### [Brief]
After locating the line that contains "let timeouts = config.timeouts();" in the records below, write out exactly that line and each line after it through the one that contains "let handlers = handlers", and nothing else.

(Data provided)

//! Package discovery facade.

use crate::config::Timeouts;
use crate::exec::{CommandExecutor, TokioCommandExecutor};
use crate::handlers::{default_handlers, HandlerContext, ManagerHandler};
use crate::{
    DiscoveryError, ListProgress, ManagerId, PackageManagerStatus, PackageRecord, PathCache,
    PathSearcher, ProbeState, SearchEnv, UserConfig,
};
use futures::future::join_all;
use futures::stream::{FuturesUnordered, StreamExt};
use serde::Serialize;
use std::collections::{BTreeMap, HashMap};
use std::path::PathBuf;
use std::str::FromStr;
use std::sync::{Arc, Mutex, MutexGuard};
use tokio::time::timeout;
use tracing::{info, warn};

/// Merged result of [`PackageDiscovery::list_all_packages`].
#[derive(Debug, Clone, Default, PartialEq, Eq, Serialize)]
#[serde(rename_all = "camelCase")]
pub struct PackageListing {
    /// Records from every manager that listed successfully, grouped by
    /// manager in registry order.
    pub packages: Vec<PackageRecord>,
    /// Managers whose listing failed, with the reason.
    pub failures: BTreeMap<ManagerId, String>,
    /// Managers that were not installed.
    pub unavailable: Vec<ManagerId>,
}

/// Coordinates discovery, listing and uninstalling across all managers.
///
/// Owns the handler registry, the path search and its session cache. The
/// user configuration is read once at construction; disabled managers are
/// left out of the registry entirely.
///
/// # Example
///
/// ```rust,no_run
/// use pkgmgr_discovery::{ManagerId, PackageDiscovery};
///
/// #[tokio::main(flavor = "current_thread")]
/// async fn main() {
///     let discovery = PackageDiscovery::new();
///
///     for status in discovery.discover_available_managers().await {
///         println!("{}: {:?}", status.manager.display_name(), status.status);
///     }
///
///     let listing = discovery
///         .list_all_packages(|progress| println!("{:?}", progress))
///         .await;
///     println!("{} packages", listing.packages.len());
///
///     if let Ok(versions) = discovery.list_packages(ManagerId::Pyenv).await {
///         for v in versions {
///             println!("python {}", v.version());
///         }
///     }
/// }
/// ```
pub struct PackageDiscovery {
    handlers: BTreeMap<ManagerId, Arc<dyn ManagerHandler>>,
    searcher: PathSearcher,
    config: Arc<UserConfig>,
    timeouts: Timeouts,
    states: Mutex<HashMap<ManagerId, ProbeState>>,
}

impl PackageDiscovery {
    /// Facade over the real system: process environment, configuration from
    /// the default location, `tokio::process` execution.
    pub fn new() -> Self {
        let env = SearchEnv::from_process();
        let config = UserConfig::load_default(&env);
        Self::with_parts(Arc::new(TokioCommandExecutor), env, config)
    }

    /// Facade with the default handler set over the given parts.
    pub fn with_parts(
        executor: Arc<dyn CommandExecutor>,
        env: SearchEnv,
        config: UserConfig,
    ) -> Self {
        Self::with_handlers(executor, env, config, default_handlers())
    }

    /// Facade with an explicit handler set.
    ///
    /// Later handlers replace earlier ones with the same id.
    pub fn with_handlers(
        executor: Arc<dyn CommandExecutor>,
        env: SearchEnv,
        config: UserConfig,
        handlers: Vec<Arc<dyn ManagerHandler>>,
    ) -> Self {
        let timeouts = config.timeouts();
        let searcher = PathSearcher::new(
            executor,
            Arc::new(env),
            Arc::new(PathCache::new()),
            timeouts.probe,
        );
        let handlers = handlers
            .into_iter()
            .filter(|h| !config.is_disabled(h.id()))
            .map(|h| (h.id(), h))
            .collect();

        Self {
            handlers,
            searcher,
            config: Arc::new(config),
            timeouts,
            states: Mutex::default(),
        }
    }

    pub fn config(&self) -> &UserConfig {
        &self.config
    }

    pub fn cache(&self) -> &PathCache {
        self.searcher.cache()
    }

    /// Registered, enabled managers in registry order.
    pub fn managers(&self) -> impl Iterator<Item = ManagerId> + '_ {
        self.handlers.keys().copied()
    }

    /// Parse a manager id, checking it is registered and enabled.
    pub fn resolve_manager(&self, name: &str) -> Result<ManagerId, DiscoveryError> {
        let manager = ManagerId::from_str(name.trim()).map_err(|_| DiscoveryError::UnknownManager {
            name: name.to_string(),
        })?;
        self.ensure_registered(manager)?;
        Ok(manager)
    }

    /// Where `manager` is in its `unknown → probing → resolved` lifecycle.
    pub fn probe_state(&self, manager: ManagerId) -> ProbeState {
        self.lock_states()
            .get(&manager)
            .cloned()
            .unwrap_or(ProbeState::Unknown)
    }

    /// Forget every probe result and cached path.
    pub fn reset(&self) {
        self.lock_states().clear();
        self.cache().clear();
    }

    /// Probe every registered manager concurrently.
    ///
    /// A probe that crashes or exceeds its budget yields `not_installed` for
    /// that manager only. Managers already probed this session return their
    /// recorded status without probing again.
    pub async fn discover_available_managers(&self) -> Vec<PackageManagerStatus> {
        join_all(self.handlers.values().map(|h| self.status_of(Arc::clone(h)))).await
    }

    /// Status of one manager, probing it if needed.
    pub async fn get_manager_status(
        &self,
        manager: ManagerId,
    ) -> Result<PackageManagerStatus, DiscoveryError> {
        let handler = self.ensure_registered(manager)?;
        Ok(self.status_of(handler).await)
    }

    /// List packages from every installed manager concurrently.
    ///
    /// A manager whose listing fails contributes nothing and is reported in
    /// [`PackageListing::failures`]; the call itself always succeeds.
    /// `on_progress` receives a `Started` event and then a `Completed` or
    /// `Failed` event for each installed manager.
    pub async fn list_all_packages<F>(&self, on_progress: F) -> PackageListing
    where
        F: Fn(ListProgress) + Send + Sync,
    {
        let statuses = self.discover_available_managers().await;

        let mut listing = PackageListing::default();
        let mut pending = FuturesUnordered::new();
        for status in statuses {
            let manager = status.manager;
            let installed = status.is_installed();
            let (Some(path), Some(handler)) = (
                status.found_path.filter(|_| installed),
                self.handlers.get(&manager),
            ) else {
                listing.unavailable.push(manager);
                continue;
            };

            on_progress(ListProgress::Started { manager });
            if status.permission_denied {
                let error = DiscoveryError::PermissionDenied { manager, path }.to_string();
                warn!(%manager, %error, "listing skipped");
                on_progress(ListProgress::Failed {
                    manager,
                    error: error.clone(),
                });
                listing.failures.insert(manager, error);
                continue;
            }
            let task = self.list_isolated(Arc::clone(handler), path);
            pending.push(async move { (manager, task.await) });
        }

        let mut by_manager: BTreeMap<ManagerId, Vec<PackageRecord>> = BTreeMap::new();
        while let Some((manager, result)) = pending.next().await {
            match result {
                Ok(packages) => {
                    on_progress(ListProgress::Completed {
                        manager,
                        count: packages.len(),
                    });
                    by_manager.insert(manager, packages);
                }
                Err(e) => {
                    warn!(%manager, error = %e, "listing failed");
                    on_progress(ListProgress::Failed {
                        manager,
                        error: e.to_string(),
                    });
                    listing.failures.insert(manager, e.to_string());
                }
            }
        }

        listing.packages = by_manager.into_values().flatten().collect();
        info!(
            packages = listing.packages.len(),
            failed = listing.failures.len(),
            unavailable = listing.unavailable.len(),
            "listed packages"
        );
        listing
    }

    /// List packages from one manager.
    ///
    /// # Arguments
    ///
    /// * `manager` - The manager to list; probed first if not yet resolved
    ///
    /// # Returns
    ///
    /// The manager's package records, or a `DiscoveryError` if the manager is
    /// disabled, unknown, not installed, refused to run, or its listing
    /// command failed.
    pub async fn list_packages(
        &self,
        manager: ManagerId,
    ) -> Result<Vec<PackageRecord>, DiscoveryError> {
        let (handler, path) = self.installed(manager).await?;
        self.list_isolated(handler, path).await
    }

    /// Uninstall `name` through `manager`.
    ///
    /// # Arguments
    ///
    /// * `name` - Package name (for pyenv, the Python version)
    /// * `manager` - The manager that owns the package
    ///
    /// # Returns
    ///
    /// `Ok(())` once the manager's uninstall command exits successfully.
    pub async fn uninstall_package(
        &self,
        name: &str,
        manager: ManagerId,
    ) -> Result<(), DiscoveryError> {
        let (handler, path) = self.installed(manager).await?;
        let executor = Arc::clone(self.searcher.executor());
        let env = Arc::clone(self.searcher.env());
        let limit = self.timeouts.uninstall;
        let name = name.to_string();

        info!(%manager, package = %name, "uninstalling package");
        let task = tokio::spawn(async move {
            let ctx = HandlerContext {
                manager,
                executable: &path,
                executor: executor.as_ref(),
                env: &env,
                timeout: limit,
            };
            handler.uninstall_package(&ctx, &name).await
        });
        task.await.unwrap_or_else(|e| {
            Err(DiscoveryError::ProbeFailed {
                manager,
                message: e.to_string(),
            })
        })
    }

    fn ensure_registered(
        &self,
        manager: ManagerId,
    ) -> Result<Arc<dyn ManagerHandler>, DiscoveryError> {
        if self.config.is_disabled(manager) {
            return Err(DiscoveryError::Disabled { manager });
        }
        self.handlers
            .get(&manager)
            .cloned()
            .ok_or_else(|| DiscoveryError::UnknownManager {
                name: manager.to_string(),
            })
    }

    /// Handler and resolved executable of an installed manager.
    async fn installed(
        &self,
        manager: ManagerId,
    ) -> Result<(Arc<dyn ManagerHandler>, PathBuf), DiscoveryError> {
        let handler = self.ensure_registered(manager)?;
        let status = self.status_of(Arc::clone(&handler)).await;
        match status.found_path {
            Some(path) if status.permission_denied => {
                Err(DiscoveryError::PermissionDenied { manager, path })
            }
            Some(path) if status.is_installed() => Ok((handler, path)),
            _ => Err(DiscoveryError::NotInstalled { manager }),
        }
    }

    async fn status_of(&self, handler: Arc<dyn ManagerHandler>) -> PackageManagerStatus {
        let manager = handler.id();
        if let ProbeState::Resolved(status) = self.probe_state(manager) {
            return status;
        }

        self.set_state(manager, ProbeState::Probing);
        let status = self.probe_isolated(handler).await;
        info!(%manager, status = ?status.status, method = ?status.discovery_method, "manager probed");
        self.set_state(manager, ProbeState::Resolved(status.clone()));
        status
    }

    /// Run one manager's search in its own task, bounded by the probe budget.
    async fn probe_isolated(&self, handler: Arc<dyn ManagerHandler>) -> PackageManagerStatus {
        let manager = handler.id();
        let searcher = self.searcher.clone();
        let custom_paths = self.config.custom_paths_for(manager).to_vec();
        let budget = self.timeouts.probe_budget();

        let mut task = tokio::spawn(async move {
            let result = handler.locate(&searcher, &custom_paths).await;
            PackageManagerStatus::classify(manager, result.as_ref())
        });

        match timeout(budget, &mut task).await {
            Ok(Ok(status)) => status,
            Ok(Err(e)) => {
                warn!(%manager, error = %e, "probe crashed");
                PackageManagerStatus::failed(manager, format!("discovery failed: {e}"))
            }
            Err(_) => {
                task.abort();
                warn!(%manager, ?budget, "probe exceeded its budget");
                PackageManagerStatus::failed(manager, format!("discovery timed out after {budget:?}"))
            }
        }
    }

    /// Run one manager's listing in its own task.
    async fn list_isolated(
        &self,
        handler: Arc<dyn ManagerHandler>,
        path: PathBuf,
    ) -> Result<Vec<PackageRecord>, DiscoveryError> {
        let manager = handler.id();
        let executor = Arc::clone(self.searcher.executor());
        let env = Arc::clone(self.searcher.env());
        let limit = self.timeouts.list;

        let task = tokio::spawn(async move {
            let ctx = HandlerContext {
                manager,
                executable: &path,
                executor: executor.as_ref(),
                env: &env,
                timeout: limit,
            };
            handler.list_packages(&ctx).await
        });
        task.await.unwrap_or_else(|e| {
            Err(DiscoveryError::ProbeFailed {
                manager,
                message: e.to_string(),
            })
        })
    }

    fn set_state(&self, manager: ManagerId, state: ProbeState) {
        self.lock_states().insert(manager, state);
    }

    fn lock_states(&self) -> MutexGuard<'_, HashMap<ManagerId, ProbeState>> {
        self.states
            .lock()
            .unwrap_or_else(|poisoned| poisoned.into_inner())
    }
}

impl Default for PackageDiscovery {
    fn default() -> Self {
        Self::new()
    }
}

(End Data provided)

### [Task response]
        let timeouts = config.timeouts();
        let searcher = PathSearcher::new(
            executor,
            Arc::new(env),
            Arc::new(PathCache::new()),
            timeouts.probe,
        );
        let handlers = handlers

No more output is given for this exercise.